Work to complete
Repeat exactly each line of the data provided below.

Entries supplied

use outcome_rail::{Outcome, OutcomeError};

#[test]
fn test_accept_is_accepted_and_present() {
    let outcome = Outcome::<&str, &str>::accept("value");

    assert!(outcome.is_accepted());
    assert!(outcome.is_present());
    assert!(!outcome.is_empty());
    assert!(!outcome.is_rejected());
    assert_eq!(outcome.get(), Ok(Some(&"value")));
}

#[test]
fn test_absent_value_is_empty_not_rejected() {
    let outcome = Outcome::<i32, &str>::from_option(None);

    assert!(outcome.is_empty());
    assert!(outcome.is_accepted());
    assert!(!outcome.is_present());
    assert!(!outcome.is_rejected());
}

#[test]
fn test_reject_holds_error() {
    let outcome = Outcome::<i32, &str>::reject("timeout");

    assert!(outcome.is_rejected());
    assert!(!outcome.is_accepted());
    assert_eq!(outcome.error(), Ok(&"timeout"));
}

#[test]
fn test_try_reject_refuses_absent_error() {
    let refused = Outcome::<i32, &str>::try_reject(None);
    assert!(matches!(refused, Err(OutcomeError::InvalidArgument { .. })));

    let rejected = Outcome::<i32, &str>::try_reject(Some("boom"));
    assert_eq!(rejected, Ok(Outcome::Rejected("boom")));
}

#[test]
fn test_exactly_one_state_holds() {
    let outcomes = [
        Outcome::<i32, &str>::accept(1),
        Outcome::empty(),
        Outcome::reject("e"),
    ];

    for outcome in outcomes {
        let states = [outcome.is_present(), outcome.is_empty(), outcome.is_rejected()];
        assert_eq!(states.iter().filter(|held| **held).count(), 1, "{outcome:?}");
    }
}

#[test]
fn test_empty_instances_are_interchangeable() {
    let first = Outcome::<String, String>::empty();
    let second = Outcome::<String, String>::from_option(None);

    assert_eq!(first, second);
    assert_eq!(first, Outcome::default());
    assert_eq!(core::mem::size_of::<Outcome<(), ()>>(), 1);
}

#[test]
fn test_from_result_classifies_value_or_error() {
    assert!(Outcome::<i32, &str>::from_result(Err("bad")).is_rejected());
    assert!(Outcome::<i32, &str>::from_result(Ok(None)).is_empty());
    assert_eq!(
        Outcome::<i32, &str>::from_result(Ok(Some(3))),
        Outcome::Accepted(3)
    );
}

#[test]
fn test_accepting_an_error_value_is_allowed() {
    let outcome = Outcome::<std::io::Error, ()>::accept(std::io::Error::other("kept as data"));

    assert!(outcome.is_present());
    assert!(!outcome.is_rejected());
}

#[test]
fn test_capture_converts_failure_into_rejection() {
    let failed: Outcome<u8, std::num::ParseIntError> = Outcome::capture(|| "256".parse());
    assert!(failed.is_rejected());

    let parsed: Outcome<u8, std::num::ParseIntError> = Outcome::capture(|| "255".parse());
    assert_eq!(parsed, Outcome::Accepted(255));
}

#[test]
fn test_capture_option_yields_empty_for_none() {
    let outcome: Outcome<i32, &str> = Outcome::capture_option(|| Ok(None));
    assert_eq!(outcome, Outcome::empty());

    let outcome: Outcome<i32, &str> = Outcome::capture_option(|| Ok(Some(1)));
    assert_eq!(outcome, Outcome::accept(1));
}

#[test]
#[should_panic(expected = "bug in capability")]
fn test_capture_does_not_swallow_panics() {
    let _: Outcome<i32, &str> = Outcome::capture(|| panic!("bug in capability"));
}

#[test]
fn test_require_some_rejects_missing_value() {
    let missing = Outcome::<i32, OutcomeError>::require_some(None);
    assert_eq!(missing, Outcome::Rejected(OutcomeError::MissingValue));

    let present = Outcome::<i32, OutcomeError>::require_some(Some(9));
    assert_eq!(present, Outcome::Accepted(9));
}

#[test]
fn test_safe_cast_captures_mismatch() {
    let hit = Outcome::<&str, OutcomeError>::safe_cast("a string");
    assert_eq!(hit, Outcome::Accepted("a string"));

    let miss = Outcome::<&str, OutcomeError>::safe_cast(1.5_f64);
    match miss {
        Outcome::Rejected(OutcomeError::TypeMismatch { expected, found }) => {
            assert_eq!(expected, "&str");
            assert_eq!(found, "f64");
        },
        other => panic!("unexpected outcome: {other:?}"),
    }
}

#[test]
fn test_value_type_name_reports_held_type() {
    assert_eq!(Outcome::<u64, ()>::accept(1).value_type_name(), Some("u64"));
    assert_eq!(Outcome::<u64, ()>::empty().value_type_name(), None);
    assert_eq!(Outcome::<u64, ()>::reject(()).value_type_name(), None);
}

The completed task
use outcome_rail::{Outcome, OutcomeError};

#[test]
fn test_accept_is_accepted_and_present() {
    let outcome = Outcome::<&str, &str>::accept("value");

    assert!(outcome.is_accepted());
    assert!(outcome.is_present());
    assert!(!outcome.is_empty());
    assert!(!outcome.is_rejected());
    assert_eq!(outcome.get(), Ok(Some(&"value")));
}

#[test]
fn test_absent_value_is_empty_not_rejected() {
    let outcome = Outcome::<i32, &str>::from_option(None);

    assert!(outcome.is_empty());
    assert!(outcome.is_accepted());
    assert!(!outcome.is_present());
    assert!(!outcome.is_rejected());
}

#[test]
fn test_reject_holds_error() {
    let outcome = Outcome::<i32, &str>::reject("timeout");

    assert!(outcome.is_rejected());
    assert!(!outcome.is_accepted());
    assert_eq!(outcome.error(), Ok(&"timeout"));
}

#[test]
fn test_try_reject_refuses_absent_error() {
    let refused = Outcome::<i32, &str>::try_reject(None);
    assert!(matches!(refused, Err(OutcomeError::InvalidArgument { .. })));

    let rejected = Outcome::<i32, &str>::try_reject(Some("boom"));
    assert_eq!(rejected, Ok(Outcome::Rejected("boom")));
}

#[test]
fn test_exactly_one_state_holds() {
    let outcomes = [
        Outcome::<i32, &str>::accept(1),
        Outcome::empty(),
        Outcome::reject("e"),
    ];

    for outcome in outcomes {
        let states = [outcome.is_present(), outcome.is_empty(), outcome.is_rejected()];
        assert_eq!(states.iter().filter(|held| **held).count(), 1, "{outcome:?}");
    }
}

#[test]
fn test_empty_instances_are_interchangeable() {
    let first = Outcome::<String, String>::empty();
    let second = Outcome::<String, String>::from_option(None);

    assert_eq!(first, second);
    assert_eq!(first, Outcome::default());
    assert_eq!(core::mem::size_of::<Outcome<(), ()>>(), 1);
}

#[test]
fn test_from_result_classifies_value_or_error() {
    assert!(Outcome::<i32, &str>::from_result(Err("bad")).is_rejected());
    assert!(Outcome::<i32, &str>::from_result(Ok(None)).is_empty());
    assert_eq!(
        Outcome::<i32, &str>::from_result(Ok(Some(3))),
        Outcome::Accepted(3)
    );
}

#[test]
fn test_accepting_an_error_value_is_allowed() {
    let outcome = Outcome::<std::io::Error, ()>::accept(std::io::Error::other("kept as data"));

    assert!(outcome.is_present());
    assert!(!outcome.is_rejected());
}

#[test]
fn test_capture_converts_failure_into_rejection() {
    let failed: Outcome<u8, std::num::ParseIntError> = Outcome::capture(|| "256".parse());
    assert!(failed.is_rejected());

    let parsed: Outcome<u8, std::num::ParseIntError> = Outcome::capture(|| "255".parse());
    assert_eq!(parsed, Outcome::Accepted(255));
}

#[test]
fn test_capture_option_yields_empty_for_none() {
    let outcome: Outcome<i32, &str> = Outcome::capture_option(|| Ok(None));
    assert_eq!(outcome, Outcome::empty());

    let outcome: Outcome<i32, &str> = Outcome::capture_option(|| Ok(Some(1)));
    assert_eq!(outcome, Outcome::accept(1));
}

#[test]
#[should_panic(expected = "bug in capability")]
fn test_capture_does_not_swallow_panics() {
    let _: Outcome<i32, &str> = Outcome::capture(|| panic!("bug in capability"));
}

#[test]
fn test_require_some_rejects_missing_value() {
    let missing = Outcome::<i32, OutcomeError>::require_some(None);
    assert_eq!(missing, Outcome::Rejected(OutcomeError::MissingValue));

    let present = Outcome::<i32, OutcomeError>::require_some(Some(9));
    assert_eq!(present, Outcome::Accepted(9));
}

#[test]
fn test_safe_cast_captures_mismatch() {
    let hit = Outcome::<&str, OutcomeError>::safe_cast("a string");
    assert_eq!(hit, Outcome::Accepted("a string"));

    let miss = Outcome::<&str, OutcomeError>::safe_cast(1.5_f64);
    match miss {
        Outcome::Rejected(OutcomeError::TypeMismatch { expected, found }) => {
            assert_eq!(expected, "&str");
            assert_eq!(found, "f64");
        },
        other => panic!("unexpected outcome: {other:?}"),
    }
}

#[test]
fn test_value_type_name_reports_held_type() {
    assert_eq!(Outcome::<u64, ()>::accept(1).value_type_name(), Some("u64"));
    assert_eq!(Outcome::<u64, ()>::empty().value_type_name(), None);
    assert_eq!(Outcome::<u64, ()>::reject(()).value_type_name(), None);
}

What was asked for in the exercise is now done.